Diante disso, outra possível contribuição mencionada no início desse estudo caminha no sentido de solicitar das IES (principalmente as privadas) a organização de ações que atendam as demandas específicas e mais recorrentes desses jovens, quanto às deficiências de repertório social, afetivo e experiencial que os distancia dos demais. Isso não resolveria, mas minimizaria a questão da discrepância que se observa, por exemplo, no approach desse público em processos seletivos de grandes corporações. Autoconfiança e autoestima podem ser fortalecidas durante a permanência na academia, a partir de atendimento psicológico, orientação profissional, oficinas sobre profissões e carreiras, curso intensivo de idiomas e outras iniciativas estruturadas para esse público.

Ainda que isso possa gerar desconfortos institucionais pela defesa de um programa que alguns grupos (organizados ou não) reputariam como discriminatórios, estima-se que os benefícios oferecidos superariam os reveses. Quanto à duração, a ideia é que vigore enquanto existirem os programas oficiais de acesso desse público ao ensino superior (ProUni, FIES e outros de mesma natureza, incluídos nas chamadas ações afirmativas). Assim como as ações afirmativas têm caráter paliativo, pois não resolvem o problema na raiz, mas têm um valor intrínseco pela importância do acesso (o que seria para muitos desses jovens algo impensável), igualmente tem-se claro que um programa desenvolvido pela universidade para preparar de forma mais ampla esse público também é paliativo e deve ser provisório. No entanto, igualmente teria um valor inestimável para os contemplados pelo conjunto das ações.

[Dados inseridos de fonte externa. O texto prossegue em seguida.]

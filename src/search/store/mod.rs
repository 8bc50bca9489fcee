mod columnar;
mod types;

pub use columnar::ParquetStore;
pub use types::{Chunk, EmbeddingRecord, SearchResult, StoreMetadata, StoreStats};

use rayon::prelude::*;
use std::cmp::Ordering;

use crate::error::{Error, Result};

/// Collections at least this large are scored on the rayon pool.
const PARALLEL_SCORING_MIN_ROWS: usize = 2048;

/// The loaded store: immutable, indexable by chunk id.
///
/// Vectors live in one row-major `len x dimension` matrix with their norms
/// precomputed, so a query is a single pass over contiguous memory.
#[derive(Debug, Clone)]
pub struct Collection {
    chunks: Vec<Chunk>,
    matrix: Vec<f32>,
    norms: Vec<f32>,
    metadata: StoreMetadata,
}

impl Collection {
    /// Build a collection from records already in id order.
    ///
    /// Every vector must have exactly `metadata.dimension` finite values and
    /// every chunk id must equal its position.
    pub fn from_records(records: Vec<EmbeddingRecord>, metadata: StoreMetadata) -> Result<Self> {
        let dim = metadata.dimension;
        if dim == 0 && !records.is_empty() {
            return Err(Error::InvalidArgument("dimension must be positive".into()));
        }

        let mut chunks = Vec::with_capacity(records.len());
        let mut matrix = Vec::with_capacity(records.len() * dim);
        let mut norms = Vec::with_capacity(records.len());

        for (position, record) in records.into_iter().enumerate() {
            if record.vector.len() != dim {
                return Err(Error::DimensionMismatch {
                    expected: dim,
                    actual: record.vector.len(),
                });
            }
            if record.chunk.id != position as u64 {
                return Err(Error::InvalidArgument(format!(
                    "chunk id {} at position {}",
                    record.chunk.id, position
                )));
            }
            if record.vector.iter().any(|v| !v.is_finite()) {
                return Err(Error::InvalidArgument(format!(
                    "chunk {} has a non-finite vector value",
                    position
                )));
            }
            norms.push(l2_norm(&record.vector));
            matrix.extend_from_slice(&record.vector);
            chunks.push(record.chunk);
        }

        Ok(Self {
            chunks,
            matrix,
            norms,
            metadata,
        })
    }

    pub fn len(&self) -> usize {
        self.chunks.len()
    }

    pub fn is_empty(&self) -> bool {
        self.chunks.is_empty()
    }

    pub fn dimension(&self) -> usize {
        self.metadata.dimension
    }

    pub fn metadata(&self) -> &StoreMetadata {
        &self.metadata
    }

    pub fn chunk(&self, id: usize) -> Option<&Chunk> {
        self.chunks.get(id)
    }

    pub fn vector(&self, id: usize) -> Option<&[f32]> {
        if id >= self.len() {
            return None;
        }
        let dim = self.dimension();
        Some(&self.matrix[id * dim..(id + 1) * dim])
    }

    pub fn chunks(&self) -> &[Chunk] {
        &self.chunks
    }

    /// Owned copies of every record, in id order.
    pub fn to_records(&self) -> Vec<EmbeddingRecord> {
        self.chunks
            .iter()
            .enumerate()
            .map(|(id, chunk)| {
                let vector = self.vector(id).map(<[f32]>::to_vec).unwrap_or_default();
                EmbeddingRecord::new(chunk.clone(), vector)
            })
            .collect()
    }

    /// Exact top-`k` by cosine similarity; ties go to the lower chunk id.
    pub fn search(&self, query: &[f32], k: usize) -> Result<Vec<SearchResult>> {
        if k == 0 {
            return Err(Error::InvalidArgument("k must be a positive integer".into()));
        }
        if self.is_empty() {
            return Ok(Vec::new());
        }
        if query.len() != self.dimension() {
            return Err(Error::DimensionMismatch {
                expected: self.dimension(),
                actual: query.len(),
            });
        }
        if query.iter().any(|v| !v.is_finite()) {
            return Err(Error::InvalidArgument(
                "query vector has a non-finite value".into(),
            ));
        }

        let scores = self.score_all(query);

        let by_rank = |a: &usize, b: &usize| -> Ordering {
            scores[*b].total_cmp(&scores[*a]).then_with(|| a.cmp(b))
        };

        let mut order: Vec<usize> = (0..scores.len()).collect();
        if k < order.len() {
            order.select_nth_unstable_by(k - 1, by_rank);
            order.truncate(k);
        }
        order.sort_unstable_by(by_rank);

        Ok(order
            .into_iter()
            .map(|id| SearchResult::new(self.chunks[id].clone(), scores[id]))
            .collect())
    }

    fn score_all(&self, query: &[f32]) -> Vec<f32> {
        let dim = self.dimension();
        let query_norm = l2_norm(query);
        let score = |(row, norm): (&[f32], &f32)| cosine_with_norms(query, query_norm, row, *norm);

        if self.len() >= PARALLEL_SCORING_MIN_ROWS {
            self.matrix
                .par_chunks_exact(dim)
                .zip(self.norms.par_iter())
                .map(score)
                .collect()
        } else {
            self.matrix
                .chunks_exact(dim)
                .zip(self.norms.iter())
                .map(score)
                .collect()
        }
    }

    pub fn stats(&self) -> StoreStats {
        StoreStats {
            records: self.len(),
            dimension: self.dimension(),
            model: self.metadata.model.clone(),
            normalized: self.metadata.normalized,
            file_size_bytes: 0,
            created_at: self.metadata.created_at,
        }
    }
}

/// `search(query_vector, collection, k)` as a free function.
pub fn search(query: &[f32], collection: &Collection, k: usize) -> Result<Vec<SearchResult>> {
    collection.search(query, k)
}

pub fn cosine_similarity(a: &[f32], b: &[f32]) -> f32 {
    if a.len() != b.len() || a.is_empty() {
        return 0.0;
    }
    cosine_with_norms(a, l2_norm(a), b, l2_norm(b))
}

pub(crate) fn l2_norm(v: &[f32]) -> f32 {
    dot(v, v).sqrt() as f32
}

/// Accumulates in `f64` so large finite components cannot overflow.
#[inline]
fn dot(a: &[f32], b: &[f32]) -> f64 {
    a.iter()
        .zip(b)
        .map(|(x, y)| f64::from(*x) * f64::from(*y))
        .sum()
}

/// Zero magnitude on either side scores 0.0, and so does any
/// non-finite result. Never NaN.
#[inline]
fn cosine_with_norms(a: &[f32], norm_a: f32, b: &[f32], norm_b: f32) -> f32 {
    let denom = f64::from(norm_a) * f64::from(norm_b);
    if denom == 0.0 {
        return 0.0;
    }
    let score = (dot(a, b) / denom) as f32;
    if score.is_finite() {
        score
    } else {
        0.0
    }
}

Vale destacar que oferecer a todos os cidadãos o acesso ao ensino de qualidade em todo processo educacional é dever do Estado. Mas é possível estruturar uma atuação mais robusta da função social das IES, que poderia significar uma sensível diferença na concepção de gerações mais competentes e preparadas para melhorar o atual e dramático curso da nação em áreas consideradas básicas.